--- EXERCISE ---
Beneath this task are records; count the lines among them that contain the word "padding" and answer with the number only.

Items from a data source
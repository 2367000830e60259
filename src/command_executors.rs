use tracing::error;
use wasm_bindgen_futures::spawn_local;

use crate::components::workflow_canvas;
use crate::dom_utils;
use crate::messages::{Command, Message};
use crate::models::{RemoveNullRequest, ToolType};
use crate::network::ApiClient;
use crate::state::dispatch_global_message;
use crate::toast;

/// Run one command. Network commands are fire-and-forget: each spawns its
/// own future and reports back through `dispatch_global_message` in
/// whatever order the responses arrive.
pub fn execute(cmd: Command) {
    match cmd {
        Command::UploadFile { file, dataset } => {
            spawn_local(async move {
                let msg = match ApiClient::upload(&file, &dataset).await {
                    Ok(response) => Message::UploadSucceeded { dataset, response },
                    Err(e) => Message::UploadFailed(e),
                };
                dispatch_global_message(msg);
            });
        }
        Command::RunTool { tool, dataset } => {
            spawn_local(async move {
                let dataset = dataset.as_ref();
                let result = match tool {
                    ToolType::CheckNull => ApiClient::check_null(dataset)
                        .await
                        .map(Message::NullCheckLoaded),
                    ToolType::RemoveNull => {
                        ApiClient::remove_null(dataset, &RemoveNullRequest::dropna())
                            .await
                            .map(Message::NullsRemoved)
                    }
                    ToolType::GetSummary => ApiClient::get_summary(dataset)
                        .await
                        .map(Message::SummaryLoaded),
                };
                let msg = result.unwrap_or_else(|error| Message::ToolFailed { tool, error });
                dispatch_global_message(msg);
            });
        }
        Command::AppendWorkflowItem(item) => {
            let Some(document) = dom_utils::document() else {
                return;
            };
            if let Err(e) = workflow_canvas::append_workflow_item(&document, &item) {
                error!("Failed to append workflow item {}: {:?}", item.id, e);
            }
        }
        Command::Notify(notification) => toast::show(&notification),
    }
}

* * *

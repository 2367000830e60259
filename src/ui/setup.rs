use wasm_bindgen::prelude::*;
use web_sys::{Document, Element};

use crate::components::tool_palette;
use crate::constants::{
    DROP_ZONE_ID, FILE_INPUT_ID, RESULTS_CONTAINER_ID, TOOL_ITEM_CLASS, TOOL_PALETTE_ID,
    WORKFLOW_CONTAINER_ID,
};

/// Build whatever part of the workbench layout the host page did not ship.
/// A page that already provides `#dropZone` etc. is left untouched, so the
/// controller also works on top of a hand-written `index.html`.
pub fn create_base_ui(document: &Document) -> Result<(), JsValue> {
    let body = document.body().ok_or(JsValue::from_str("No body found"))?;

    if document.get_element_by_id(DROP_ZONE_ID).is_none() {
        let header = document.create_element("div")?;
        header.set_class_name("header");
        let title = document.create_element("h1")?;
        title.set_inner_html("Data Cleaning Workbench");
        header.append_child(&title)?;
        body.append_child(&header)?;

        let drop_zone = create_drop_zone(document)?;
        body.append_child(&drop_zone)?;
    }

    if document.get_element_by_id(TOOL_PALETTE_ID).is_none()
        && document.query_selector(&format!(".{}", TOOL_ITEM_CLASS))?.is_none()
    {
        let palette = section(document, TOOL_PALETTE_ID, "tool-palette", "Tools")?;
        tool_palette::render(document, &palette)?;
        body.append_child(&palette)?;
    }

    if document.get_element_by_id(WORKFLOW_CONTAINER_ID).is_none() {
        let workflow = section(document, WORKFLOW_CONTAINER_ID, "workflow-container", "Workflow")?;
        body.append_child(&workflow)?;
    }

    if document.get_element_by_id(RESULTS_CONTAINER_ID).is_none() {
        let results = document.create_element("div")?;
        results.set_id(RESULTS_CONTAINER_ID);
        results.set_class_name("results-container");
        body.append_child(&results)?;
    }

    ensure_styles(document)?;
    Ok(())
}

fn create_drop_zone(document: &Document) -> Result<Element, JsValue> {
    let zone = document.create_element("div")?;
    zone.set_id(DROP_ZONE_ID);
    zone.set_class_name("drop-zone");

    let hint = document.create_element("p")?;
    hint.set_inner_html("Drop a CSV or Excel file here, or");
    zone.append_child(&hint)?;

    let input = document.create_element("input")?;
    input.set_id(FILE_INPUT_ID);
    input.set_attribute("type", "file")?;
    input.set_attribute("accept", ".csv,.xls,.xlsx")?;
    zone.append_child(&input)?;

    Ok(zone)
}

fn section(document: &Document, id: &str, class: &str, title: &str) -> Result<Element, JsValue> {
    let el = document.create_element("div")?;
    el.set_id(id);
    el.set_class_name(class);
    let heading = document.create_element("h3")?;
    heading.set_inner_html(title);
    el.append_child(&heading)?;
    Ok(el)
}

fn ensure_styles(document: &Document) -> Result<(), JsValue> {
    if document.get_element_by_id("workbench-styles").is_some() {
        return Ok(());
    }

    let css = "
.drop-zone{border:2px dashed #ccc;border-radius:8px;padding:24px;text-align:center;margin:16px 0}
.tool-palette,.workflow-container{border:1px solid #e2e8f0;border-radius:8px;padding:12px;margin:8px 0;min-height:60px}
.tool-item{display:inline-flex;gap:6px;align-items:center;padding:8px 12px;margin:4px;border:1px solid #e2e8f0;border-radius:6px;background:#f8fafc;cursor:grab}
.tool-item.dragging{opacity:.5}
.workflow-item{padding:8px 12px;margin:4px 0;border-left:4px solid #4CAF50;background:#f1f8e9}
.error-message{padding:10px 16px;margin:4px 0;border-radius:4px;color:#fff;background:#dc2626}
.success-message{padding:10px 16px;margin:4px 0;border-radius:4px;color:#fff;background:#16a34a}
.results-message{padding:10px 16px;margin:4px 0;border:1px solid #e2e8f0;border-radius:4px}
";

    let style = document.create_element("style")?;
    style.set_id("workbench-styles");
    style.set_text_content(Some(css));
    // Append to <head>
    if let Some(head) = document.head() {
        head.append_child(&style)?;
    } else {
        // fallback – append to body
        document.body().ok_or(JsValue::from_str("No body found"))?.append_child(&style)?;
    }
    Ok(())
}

--

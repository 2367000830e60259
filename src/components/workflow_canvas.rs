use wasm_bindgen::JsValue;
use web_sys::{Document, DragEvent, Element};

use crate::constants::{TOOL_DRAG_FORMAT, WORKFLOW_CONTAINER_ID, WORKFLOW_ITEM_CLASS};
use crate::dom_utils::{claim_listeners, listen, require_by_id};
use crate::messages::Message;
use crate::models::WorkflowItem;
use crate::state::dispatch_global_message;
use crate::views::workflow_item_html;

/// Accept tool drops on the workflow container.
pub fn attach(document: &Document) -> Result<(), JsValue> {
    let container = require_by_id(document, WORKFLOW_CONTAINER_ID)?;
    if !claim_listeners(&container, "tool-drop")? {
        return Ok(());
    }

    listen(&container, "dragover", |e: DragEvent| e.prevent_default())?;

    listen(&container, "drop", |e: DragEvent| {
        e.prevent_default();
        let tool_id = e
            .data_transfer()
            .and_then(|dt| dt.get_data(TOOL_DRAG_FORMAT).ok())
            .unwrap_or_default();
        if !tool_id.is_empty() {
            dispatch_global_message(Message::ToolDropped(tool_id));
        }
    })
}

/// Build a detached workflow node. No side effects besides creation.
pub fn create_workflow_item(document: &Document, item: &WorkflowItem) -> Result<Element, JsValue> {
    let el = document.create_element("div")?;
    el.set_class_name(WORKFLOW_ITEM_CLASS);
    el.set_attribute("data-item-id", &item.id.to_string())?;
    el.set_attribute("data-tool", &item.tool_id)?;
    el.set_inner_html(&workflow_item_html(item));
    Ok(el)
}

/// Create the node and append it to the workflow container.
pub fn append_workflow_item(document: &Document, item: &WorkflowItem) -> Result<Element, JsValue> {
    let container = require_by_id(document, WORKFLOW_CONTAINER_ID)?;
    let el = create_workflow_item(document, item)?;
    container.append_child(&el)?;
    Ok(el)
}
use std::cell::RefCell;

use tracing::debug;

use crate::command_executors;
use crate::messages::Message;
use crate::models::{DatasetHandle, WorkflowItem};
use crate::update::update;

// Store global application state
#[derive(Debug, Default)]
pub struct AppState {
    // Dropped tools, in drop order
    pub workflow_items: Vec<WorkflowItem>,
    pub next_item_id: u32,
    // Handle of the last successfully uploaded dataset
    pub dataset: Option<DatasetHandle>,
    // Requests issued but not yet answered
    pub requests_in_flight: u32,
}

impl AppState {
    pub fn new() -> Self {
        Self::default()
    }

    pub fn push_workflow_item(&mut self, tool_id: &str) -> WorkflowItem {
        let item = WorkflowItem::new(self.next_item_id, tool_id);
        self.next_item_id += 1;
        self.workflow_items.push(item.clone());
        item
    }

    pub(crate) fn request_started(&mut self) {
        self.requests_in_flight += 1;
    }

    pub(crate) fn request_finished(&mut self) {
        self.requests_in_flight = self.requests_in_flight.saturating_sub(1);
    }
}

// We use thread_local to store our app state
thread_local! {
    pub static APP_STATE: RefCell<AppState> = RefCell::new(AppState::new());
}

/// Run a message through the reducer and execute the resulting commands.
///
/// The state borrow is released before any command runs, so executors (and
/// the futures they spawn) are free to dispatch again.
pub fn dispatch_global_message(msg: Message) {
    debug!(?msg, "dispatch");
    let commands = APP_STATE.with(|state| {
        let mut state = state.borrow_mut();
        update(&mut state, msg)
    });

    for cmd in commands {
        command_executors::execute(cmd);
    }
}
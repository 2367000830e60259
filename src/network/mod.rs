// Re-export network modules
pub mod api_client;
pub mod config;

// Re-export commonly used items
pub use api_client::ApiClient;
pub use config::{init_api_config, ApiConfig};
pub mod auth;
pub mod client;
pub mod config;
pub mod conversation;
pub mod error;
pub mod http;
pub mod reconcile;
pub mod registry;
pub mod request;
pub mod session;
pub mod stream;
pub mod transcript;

--- SOLUTION TO THE PROBLEM ---
7